= What you are asked to do =
Please transcribe the line with "let tail: Vec<char>" and the lines after it through the end of the listing below, keeping both ends and nothing more.
------------------------------
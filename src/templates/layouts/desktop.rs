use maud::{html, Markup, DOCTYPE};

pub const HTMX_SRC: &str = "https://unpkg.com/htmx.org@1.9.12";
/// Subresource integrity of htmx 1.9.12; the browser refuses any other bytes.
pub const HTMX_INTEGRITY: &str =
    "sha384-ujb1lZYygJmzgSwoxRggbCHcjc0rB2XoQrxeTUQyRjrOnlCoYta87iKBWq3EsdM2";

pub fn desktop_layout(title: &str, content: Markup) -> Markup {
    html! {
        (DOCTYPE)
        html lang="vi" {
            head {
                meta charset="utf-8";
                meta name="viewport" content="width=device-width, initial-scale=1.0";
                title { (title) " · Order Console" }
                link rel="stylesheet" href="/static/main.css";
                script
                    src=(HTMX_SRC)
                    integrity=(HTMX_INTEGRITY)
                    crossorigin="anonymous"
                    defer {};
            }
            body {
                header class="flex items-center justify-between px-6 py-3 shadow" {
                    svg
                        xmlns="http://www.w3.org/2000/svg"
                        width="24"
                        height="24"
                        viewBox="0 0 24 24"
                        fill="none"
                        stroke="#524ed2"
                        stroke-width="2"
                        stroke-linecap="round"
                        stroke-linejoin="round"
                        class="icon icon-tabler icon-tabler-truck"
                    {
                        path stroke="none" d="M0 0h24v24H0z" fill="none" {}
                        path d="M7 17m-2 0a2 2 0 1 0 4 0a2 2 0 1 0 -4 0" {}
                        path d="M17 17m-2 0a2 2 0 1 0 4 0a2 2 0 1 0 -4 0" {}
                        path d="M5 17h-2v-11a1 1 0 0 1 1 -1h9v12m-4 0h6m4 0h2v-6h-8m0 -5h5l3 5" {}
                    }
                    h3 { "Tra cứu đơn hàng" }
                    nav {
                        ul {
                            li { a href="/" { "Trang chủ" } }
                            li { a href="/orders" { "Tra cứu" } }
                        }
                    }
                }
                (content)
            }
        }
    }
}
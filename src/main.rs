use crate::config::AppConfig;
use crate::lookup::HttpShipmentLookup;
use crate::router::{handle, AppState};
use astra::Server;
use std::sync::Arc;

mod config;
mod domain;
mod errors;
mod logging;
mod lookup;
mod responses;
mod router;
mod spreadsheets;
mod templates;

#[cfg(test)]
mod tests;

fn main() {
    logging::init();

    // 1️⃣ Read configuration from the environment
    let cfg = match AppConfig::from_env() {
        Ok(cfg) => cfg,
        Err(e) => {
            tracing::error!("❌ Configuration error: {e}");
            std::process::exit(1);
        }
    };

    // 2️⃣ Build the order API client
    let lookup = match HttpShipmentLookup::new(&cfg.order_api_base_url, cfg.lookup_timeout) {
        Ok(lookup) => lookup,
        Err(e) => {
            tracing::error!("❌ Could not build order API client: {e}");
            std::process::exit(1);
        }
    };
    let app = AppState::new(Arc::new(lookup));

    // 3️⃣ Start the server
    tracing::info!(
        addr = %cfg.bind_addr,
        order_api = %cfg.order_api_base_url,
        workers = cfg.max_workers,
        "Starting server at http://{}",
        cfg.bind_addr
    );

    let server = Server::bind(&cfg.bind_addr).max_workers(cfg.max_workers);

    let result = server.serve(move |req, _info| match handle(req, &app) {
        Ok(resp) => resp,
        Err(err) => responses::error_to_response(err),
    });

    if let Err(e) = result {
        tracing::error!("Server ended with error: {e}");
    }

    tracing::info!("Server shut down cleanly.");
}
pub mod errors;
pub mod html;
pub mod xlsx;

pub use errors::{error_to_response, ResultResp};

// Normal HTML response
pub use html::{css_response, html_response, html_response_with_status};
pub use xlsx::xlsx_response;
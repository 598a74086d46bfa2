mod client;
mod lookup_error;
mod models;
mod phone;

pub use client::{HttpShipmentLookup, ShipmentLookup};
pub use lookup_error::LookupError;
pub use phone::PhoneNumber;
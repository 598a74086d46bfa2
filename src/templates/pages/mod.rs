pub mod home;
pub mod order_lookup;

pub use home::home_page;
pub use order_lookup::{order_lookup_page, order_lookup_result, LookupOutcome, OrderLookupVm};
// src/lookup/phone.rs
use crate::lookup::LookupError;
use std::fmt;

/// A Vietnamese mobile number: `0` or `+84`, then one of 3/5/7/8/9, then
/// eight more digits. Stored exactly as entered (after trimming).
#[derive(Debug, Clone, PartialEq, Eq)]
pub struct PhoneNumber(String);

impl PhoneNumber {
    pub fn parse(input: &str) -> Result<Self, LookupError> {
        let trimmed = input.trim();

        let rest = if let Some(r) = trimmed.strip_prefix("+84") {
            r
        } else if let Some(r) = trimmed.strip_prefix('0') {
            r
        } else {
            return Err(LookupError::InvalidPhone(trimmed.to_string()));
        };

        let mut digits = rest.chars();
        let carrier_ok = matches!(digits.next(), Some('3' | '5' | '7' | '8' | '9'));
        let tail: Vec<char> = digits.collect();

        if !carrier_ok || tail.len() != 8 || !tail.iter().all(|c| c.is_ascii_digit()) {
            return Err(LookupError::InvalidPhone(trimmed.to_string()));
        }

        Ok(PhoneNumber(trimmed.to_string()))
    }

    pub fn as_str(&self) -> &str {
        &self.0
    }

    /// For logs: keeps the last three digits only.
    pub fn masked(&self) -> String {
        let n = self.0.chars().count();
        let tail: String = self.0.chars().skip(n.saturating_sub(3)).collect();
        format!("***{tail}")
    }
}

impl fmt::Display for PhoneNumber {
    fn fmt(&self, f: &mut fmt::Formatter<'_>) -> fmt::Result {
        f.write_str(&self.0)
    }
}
------------------------------
= Output =
        let tail: Vec<char> = digits.collect();

        if !carrier_ok || tail.len() != 8 || !tail.iter().all(|c| c.is_ascii_digit()) {
            return Err(LookupError::InvalidPhone(trimmed.to_string()));
        }

        Ok(PhoneNumber(trimmed.to_string()))
    }

    pub fn as_str(&self) -> &str {
        &self.0
    }

    /// For logs: keeps the last three digits only.
    pub fn masked(&self) -> String {
        let n = self.0.chars().count();
        let tail: String = self.0.chars().skip(n.saturating_sub(3)).collect();
        format!("***{tail}")
    }
}

impl fmt::Display for PhoneNumber {
    fn fmt(&self, f: &mut fmt::Formatter<'_>) -> fmt::Result {
        f.write_str(&self.0)
    }
}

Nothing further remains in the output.